North Korean Famine, Refugees, and International Aid
North Korean Famine, Refugees, and International Aid
North Korean Famine, Refugees, and International Aid

By Peter Alford

Introduction by John Feffer

What are the causes and consequences of North Korea’s extended famine of recent years? Though it is not blessed with plentiful arable land or a consistently temperate climate, North Korea has long tried to feed itself and avoid dependence on the outside world. Food security represents, for the government in Pyongyang, a very concrete expression of juche, or self-reliance. Though such a policy has meant that one-third of the population remains rural—a very high percentage for a modern, industrialized country—North Korea continues to push hard to guarantee sufficiency in basic grains.

This push for agricultural self-reliance, however, has had a fatal flaw. It has depended on rather large inputs of cheap energy. North Korea’s farming sector has been one the most mechanized in Asia, and its application of chemical fertilizer, a petroleum product, has ranked among the highest in the world. When energy became considerably more expensive, as a result of the Soviet Union and China switching to hard-currency trade, North Korea’s agricultural sector became dangerously unsustainable. Declining yields because of heavy fertilizer use, deforestation because of cultivating unsuitable land, and then several natural disasters all sent North Korea spinning into a major food crisis in the mid-1990s.

Although humanitarian aid and a few reasonable harvests brought North Korea back from the brink, the country has still not addressed the fundamental structural problems of its agricultural sector. The expansion of retail markets has helped the farmers and those with money. But the sectors of the population that can’t afford food at the private markets remain vulnerable.

At the same time, the government has decided that the presence of outsiders with access throughout the country have had a malign influence on the society, and so Pyongyang cut back on the activities of humanitarian agencies. The reduction of food from the outside (as a result of sanctions, reaction to North Korea’s nuclear ambitions, and general donor fatigue) and from within as well (as a result of a reduced harvest from this summer’s natural disasters) are putting pressure on the most vulnerable members of the North Korean population, including children and the elderly. At a time when the United States and Japan, among others, are pressing for regime change, it has become more important to find ways of delivering humanitarian relief to those in North Korea who are the neediest.

North Korea looks to be facing its worst winter since the mass famines of the mid-1990s and China must stand ready to accept a flood of refugees into its northeast, international agencies are warning.

Pyongyang’s restrictions on foreign relief work, foreign food-aid cutbacks, destructive summer floods and the indirect effects of international sanctions in response to its October 9 nuclear test are combining to threaten the North with widespread starvation, possibly within three months.

The International Crisis Group, in a report released on October 26, warns that conditions that have developed since late last year “could be the perfect storm presaging return to famine and a new exodus to China”.

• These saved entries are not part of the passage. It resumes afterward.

//! Authenticated request client.
//!
//! Every backend call passes through [`ApiClient`]: bearer token attachment,
//! offline detection with queueing of mutations, and refresh-then-replay on 401.
//! Concurrent 401s share one refresh: callers serialize on `refresh_lock` and
//! whoever gets it second finds the token already rotated and replays with it.

use std::sync::Arc;
use tracing::{debug, error, info, warn};

use crate::config::ClientConfig;
use crate::error::{ApiError, RefreshError, TransportError};
use crate::models::{ApiRequest, ApiResponse, PendingRequest, RefreshResponse, User};
use crate::navigation::{Navigation, Navigator};
use crate::network::NetworkMonitor;
use crate::queue::MutationQueue;
use crate::session::SessionState;
use crate::transport::Transport;

/// How a `send` ended when it did not fail.
#[derive(Debug, Clone, PartialEq, Eq)]
pub enum SendOutcome {
    /// The server answered with a success status.
    Completed(ApiResponse),
    /// Offline: nothing was sent, the mutation waits in the queue.
    Queued,
    /// The network failed mid-flight: accepted for later delivery, no data yet.
    Deferred,
}

impl SendOutcome {
    /// `None` means "accepted for later delivery", never "succeeded with no data".
    pub fn payload(&self) -> Option<&ApiResponse> {
        match self {
            SendOutcome::Completed(response) => Some(response),
            SendOutcome::Queued | SendOutcome::Deferred => None,
        }
    }

    pub fn is_pending_delivery(&self) -> bool {
        !matches!(self, SendOutcome::Completed(_))
    }
}

/// Where a request is in its refresh cycle. A request gets at most one refresh.
#[derive(Debug, Clone, Copy, PartialEq, Eq)]
enum Attempt {
    Initial,
    AfterRefresh,
}

impl Attempt {
    fn may_refresh(self) -> bool {
        self == Attempt::Initial
    }
}

pub struct ApiClient {
    config: Arc<ClientConfig>,
    transport: Arc<dyn Transport>,
    session: Arc<SessionState>,
    queue: Arc<MutationQueue>,
    network: NetworkMonitor,
    navigator: Arc<dyn Navigator>,
    refresh_lock: tokio::sync::Mutex<()>,
}

impl ApiClient {
    pub fn new(
        config: Arc<ClientConfig>,
        transport: Arc<dyn Transport>,
        session: Arc<SessionState>,
        queue: Arc<MutationQueue>,
        network: NetworkMonitor,
        navigator: Arc<dyn Navigator>,
    ) -> Self {
        Self {
            config,
            transport,
            session,
            queue,
            network,
            navigator,
            refresh_lock: tokio::sync::Mutex::new(()),
        }
    }

    pub fn config(&self) -> &ClientConfig {
        &self.config
    }

    pub fn session(&self) -> &Arc<SessionState> {
        &self.session
    }

    pub fn network(&self) -> &NetworkMonitor {
        &self.network
    }

    /// Everything but login/refresh: credentials are never persisted.
    fn is_queueable(&self, request: &ApiRequest) -> bool {
        !self.config.is_auth_endpoint(&request.url)
    }

    /// Entry point for UI code.
    ///
    /// Offline requests are queued without touching the network and resolve as
    /// `Queued`. Requests whose transport fails are queued and resolve as
    /// `Deferred`. Login and refresh calls are never queued and fail instead.
    pub async fn send(&self, request: ApiRequest) -> Result<SendOutcome, ApiError> {
        if !self.network.is_online() {
            if self.is_queueable(&request) {
                self.queue.enqueue(PendingRequest::from_request(&request))?;
                info!(
                    "[CLIENT] Offline, queued {} {}",
                    request.method, request.url
                );
                return Ok(SendOutcome::Queued);
            }
            debug!(
                "[CLIENT] Offline, refusing {} {}",
                request.method, request.url
            );
            return Err(ApiError::Offline);
        }

        match self.dispatch(&request).await {
            Ok(response) => Ok(SendOutcome::Completed(response)),
            Err(ApiError::Transport(e)) if e.is_retryable() && self.is_queueable(&request) => {
                warn!(
                    "[CLIENT] Transport failure for {} {} ({}), queued for replay",
                    request.method, request.url, e
                );
                self.queue.enqueue(PendingRequest::from_request(&request))?;
                Ok(SendOutcome::Deferred)
            }
            Err(e) => Err(e),
        }
    }

    /// Same auth pipeline as `send`, but never queues: offline and transport
    /// failures are returned as errors. Used for login, profile and replay.
    pub async fn execute(&self, request: ApiRequest) -> Result<ApiResponse, ApiError> {
        if !self.network.is_online() {
            return Err(ApiError::Offline);
        }
        self.dispatch(&request).await
    }

    /// Deliver a queued request.
    pub async fn replay(&self, pending: &PendingRequest) -> Result<ApiResponse, ApiError> {
        let request = pending.to_request().map_err(|e| {
            ApiError::Transport(TransportError::InvalidRequest(e))
        })?;
        self.execute(request).await
    }

    pub async fn fetch_profile(&self) -> Result<User, ApiError> {
        let response = self
            .execute(ApiRequest::get(self.config.profile_path.clone()))
            .await?;
        response
            .json::<User>()
            .map_err(|e| ApiError::Decode(format!("profile: {}", e)))
    }

    fn prepare(&self, request: &ApiRequest, token: Option<&str>) -> ApiRequest {
        let mut outbound = request.clone();
        outbound.url = self.config.resolve_url(&request.url);
        outbound.set_header("Accept", "application/json");
        outbound.set_header("X-App-Version", self.config.app_version.clone());
        if outbound.body.is_some() && outbound.header("Content-Type").is_none() {
            outbound.set_header("Content-Type", "application/json");
        }
        match token {
            Some(token) => outbound.set_header("Authorization", format!("Bearer {}", token)),
            None => debug!(
                "[CLIENT] No session token, sending {} {} unauthenticated",
                request.method, request.url
            ),
        }
        outbound
    }

    /// Send, and on a 401 from a non-auth endpoint refresh once and replay.
    async fn dispatch(&self, request: &ApiRequest) -> Result<ApiResponse, ApiError> {
        let auth_call = self.config.is_auth_endpoint(&request.url);
        let mut attempt = Attempt::Initial;
        let mut token = self.session.token();

        loop {
            let outbound = self.prepare(request, token.as_deref());
            let response = self.transport.execute(&outbound).await?;

            if response.status == 401 && !auth_call && attempt.may_refresh() {
                info!(
                    "[CLIENT] {} {} returned 401, refreshing session",
                    request.method, request.url
                );
                let fresh = self.refresh_after_unauthorized(token).await?;
                token = Some(fresh);
                attempt = Attempt::AfterRefresh;
                continue;
            }

            if response.is_success() {
                return Ok(response);
            }

            debug!(
                "[CLIENT] {} {} failed with HTTP {}",
                request.method, request.url, response.status
            );
            return Err(ApiError::Http {
                status: response.status,
                body: response.body,
            });
        }
    }

    /// Obtain a token newer than `stale`, refreshing at most once for all
    /// callers that saw a 401 under the same token.
    async fn refresh_after_unauthorized(&self, stale: Option<String>) -> Result<String, ApiError> {
        let _permit = self.refresh_lock.lock().await;

        let current = self.session.token();
        match (&stale, current) {
            (_, Some(current)) if stale.as_ref() != Some(&current) => {
                debug!("[CLIENT] Token already refreshed by a concurrent request, replaying");
                Ok(current)
            }
            (Some(_), None) => {
                // an earlier refresh in this wave failed and ended the session
                Err(ApiError::RefreshFailed(RefreshError::SessionEnded))
            }
            (None, None) => {
                self.end_session("401 without a session token");
                Err(ApiError::RefreshFailed(RefreshError::NoToken))
            }
            (_, Some(current)) => match self.request_refresh(&current).await {
                Ok(fresh) => {
                    info!("[CLIENT] Session refreshed");
                    self.session.replace_token(fresh.clone());
                    Ok(fresh)
                }
                Err(e) => {
                    error!("[CLIENT] Token refresh failed: {}", e);
                    self.end_session("refresh failed");
                    Err(ApiError::RefreshFailed(e))
                }
            },
        }
    }

    /// POST to the refresh endpoint presenting the stale token.
    async fn request_refresh(&self, stale: &str) -> Result<String, RefreshError> {
        let request = ApiRequest::new(reqwest::Method::POST, self.config.refresh_path.clone());
        let outbound = self.prepare(&request, Some(stale));
        let response = self.transport.execute(&outbound).await?;

        if !response.is_success() {
            return Err(RefreshError::Rejected(response.status));
        }
        let parsed: RefreshResponse = response
            .json()
            .map_err(|e| RefreshError::Malformed(e.to_string()))?;
        if parsed.access_token.is_empty() {
            return Err(RefreshError::Malformed("empty access_token".to_string()));
        }
        Ok(parsed.access_token)
    }

    fn end_session(&self, reason: &str) {
        warn!("[CLIENT] Ending session: {}", reason);
        self.session.terminate();
        self.navigator.navigate(Navigation::SignIn {
            route: self.config.sign_in_route.clone(),
            hard_reload: true,
        });
    }
}
use reqwest::Client;
use std::sync::Arc;
use std::time::Duration;
use tokio::sync::watch;
use tokio::task::JoinHandle;
use tracing::{debug, info};

/// Process-wide connectivity flag. Receivers from `subscribe()` observe every
/// change; a `false -> true` change is the "connectivity restored" signal.
#[derive(Clone)]
pub struct NetworkMonitor {
    tx: Arc<watch::Sender<bool>>,
}

impl NetworkMonitor {
    pub fn new(initially_online: bool) -> Self {
        let (tx, _rx) = watch::channel(initially_online);
        Self { tx: Arc::new(tx) }
    }

    pub fn is_online(&self) -> bool {
        *self.tx.borrow()
    }

    /// Returns true when this call moved the state from offline to online.
    pub fn set_online(&self, online: bool) -> bool {
        let previous = self.tx.send_replace(online);
        if previous != online {
            info!(
                "[NET] Connectivity changed: {}",
                if online { "online" } else { "offline" }
            );
        }
        !previous && online
    }

    pub fn subscribe(&self) -> watch::Receiver<bool> {
        self.tx.subscribe()
    }
}

/// Lightweight HTTP probe: the first probe url that answers with 2xx means online.
pub async fn probe_online_status(client: &Client, probe_urls: &[String]) -> bool {
    for url in probe_urls {
        match client
            .get(url)
            .timeout(Duration::from_secs(2))
            .send()
            .await
        {
            Ok(response) if response.status().is_success() => return true,
            Ok(response) => {
                debug!("[NET] Probe {} answered {}", url, response.status());
            }
            Err(e) => {
                debug!("[NET] Probe {} failed: {}", url, e);
            }
        }
    }
    false
}

/// Poll the probe urls every `interval` and feed the result into `monitor`.
pub fn spawn_connectivity_probe(
    monitor: NetworkMonitor,
    probe_urls: Vec<String>,
    interval: Duration,
) -> JoinHandle<()> {
    tokio::spawn(async move {
        let client = match Client::builder().timeout(Duration::from_secs(2)).build() {
            Ok(client) => client,
            Err(_) => Client::new(),
        };
        let mut ticker = tokio::time::interval(interval);
        ticker.set_missed_tick_behavior(tokio::time::MissedTickBehavior::Skip);
        loop {
            ticker.tick().await;
            let online = probe_online_status(&client, &probe_urls).await;
            monitor.set_online(online);
        }
    })
}
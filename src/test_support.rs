//! Shared fixtures for unit and scenario tests.

use async_trait::async_trait;
use serde_json::Value;
use std::sync::{Arc, Mutex};
use std::time::Duration;

use crate::auth::AuthService;
use crate::client::ApiClient;
use crate::config::ClientConfig;
use crate::crypto::PayloadEncryption;
use crate::error::TransportError;
use crate::models::{ApiRequest, ApiResponse};
use crate::navigation::{Navigation, Navigator};
use crate::network::NetworkMonitor;
use crate::queue::MutationQueue;
use crate::session::SessionState;
use crate::storage::{KeyValueStore, MemoryStore, SecureStore};
use crate::sync::ReplayCoordinator;
use crate::transport::Transport;

pub(crate) const TEST_BASE_URL: &str = "http://api.test";

pub(crate) struct MockReply {
    pub delay: Option<Duration>,
    pub result: Result<ApiResponse, TransportError>,
}

impl MockReply {
    pub fn delayed(mut self, delay: Duration) -> Self {
        self.delay = Some(delay);
        self
    }
}

type Handler = dyn Fn(&ApiRequest) -> MockReply + Send + Sync;

/// Scripted transport that records every outbound request.
pub(crate) struct MockTransport {
    handler: Box<Handler>,
    calls: Mutex<Vec<ApiRequest>>,
}

impl MockTransport {
    pub fn new<F>(handler: F) -> Arc<Self>
    where
        F: Fn(&ApiRequest) -> MockReply + Send + Sync + 'static,
    {
        Arc::new(Self {
            handler: Box::new(handler),
            calls: Mutex::new(Vec::new()),
        })
    }

    pub fn ok(body: Value) -> MockReply {
        Self::status(200, body)
    }

    pub fn status(status: u16, body: Value) -> MockReply {
        MockReply {
            delay: None,
            result: Ok(ApiResponse::new(status, body.to_string())),
        }
    }

    pub fn network_error() -> MockReply {
        MockReply {
            delay: None,
            result: Err(TransportError::Network("connection refused".to_string())),
        }
    }

    pub fn calls(&self) -> Vec<ApiRequest> {
        self.calls.lock().unwrap().clone()
    }

    /// Number of recorded requests whose path ends with `suffix`.
    pub fn calls_to(&self, suffix: &str) -> usize {
        self.calls
            .lock()
            .unwrap()
            .iter()
            .filter(|c| c.url.split('?').next().unwrap_or(&c.url).ends_with(suffix))
            .count()
    }
}

#[async_trait]
impl Transport for MockTransport {
    async fn execute(&self, request: &ApiRequest) -> Result<ApiResponse, TransportError> {
        self.calls.lock().unwrap().push(request.clone());
        let reply = (self.handler)(request);
        if let Some(delay) = reply.delay {
            tokio::time::sleep(delay).await;
        }
        reply.result
    }
}

#[derive(Default)]
pub(crate) struct RecordingNavigator {
    events: Mutex<Vec<Navigation>>,
}

impl RecordingNavigator {
    pub fn events(&self) -> Vec<Navigation> {
        self.events.lock().unwrap().clone()
    }
}

impl Navigator for RecordingNavigator {
    fn navigate(&self, target: Navigation) {
        self.events.lock().unwrap().push(target);
    }
}

pub(crate) fn test_config() -> ClientConfig {
    ClientConfig {
        api_base_url: TEST_BASE_URL.to_string(),
        app_version: "test".to_string(),
        probe_urls: Vec::new(),
        probe_interval_secs: None,
        ..ClientConfig::default()
    }
}

pub(crate) fn secure_store(inner: Arc<dyn KeyValueStore>) -> SecureStore {
    SecureStore::new(inner, Arc::new(PayloadEncryption::from_key([42u8; 32])))
}

pub(crate) struct Harness {
    pub config: Arc<ClientConfig>,
    pub store: SecureStore,
    pub session: Arc<SessionState>,
    pub queue: Arc<MutationQueue>,
    pub network: NetworkMonitor,
    pub navigator: Arc<RecordingNavigator>,
    pub client: Arc<ApiClient>,
}

impl Harness {
    pub fn coordinator(&self) -> ReplayCoordinator {
        ReplayCoordinator::new(
            self.client.clone(),
            self.queue.clone(),
            self.store.clone(),
            self.config.last_drain_key.clone(),
        )
    }

    pub fn auth(&self) -> AuthService {
        AuthService::new(
            self.client.clone(),
            self.session.clone(),
            self.queue.clone(),
            self.store.clone(),
            self.navigator.clone(),
            self.config.clone(),
        )
    }
}

pub(crate) fn harness(transport: Arc<MockTransport>, online: bool) -> Harness {
    harness_with_store(transport, online, MemoryStore::new())
}

/// Same wiring over caller-provided storage, for restart scenarios.
pub(crate) fn harness_with_store(
    transport: Arc<MockTransport>,
    online: bool,
    inner: Arc<dyn KeyValueStore>,
) -> Harness {
    let config = Arc::new(test_config());
    let store = secure_store(inner);
    let session = Arc::new(SessionState::new(store.clone(), config.token_key.clone()));
    let queue = Arc::new(MutationQueue::new(store.clone(), config.queue_key.clone()));
    let network = NetworkMonitor::new(online);
    let navigator = Arc::new(RecordingNavigator::default());
    let client = Arc::new(ApiClient::new(
        config.clone(),
        transport,
        session.clone(),
        queue.clone(),
        network.clone(),
        navigator.clone(),
    ));
    Harness {
        config,
        store,
        session,
        queue,
        network,
        navigator,
        client,
    }
}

The report follows a warning from the World Food Program, the UN agency that manages most food relief not originating from China and South Korea, that severe winter shortages are likely by January.

The UN’s human rights investigator for North Korea, Viti Muntarbhorn, said this week that the program was feeding only about 13,000 people compared with six million a year ago, mostly because of heavy restrictions the Pyongyang regime imposed on its work late last year.

At the same time, the North curtailed market reforms and reimposed a public food distribution system – though recent refugees interviewed for the ICG report confirmed the system’s inability to provide most of the population with any rations.

The refugees also told the ICG that, after a succession of relatively good years, last northern winter was the worst since the mid-1990s, when somewhere between one million and two million people perished. The North Korean population is now estimated at 23.1 million.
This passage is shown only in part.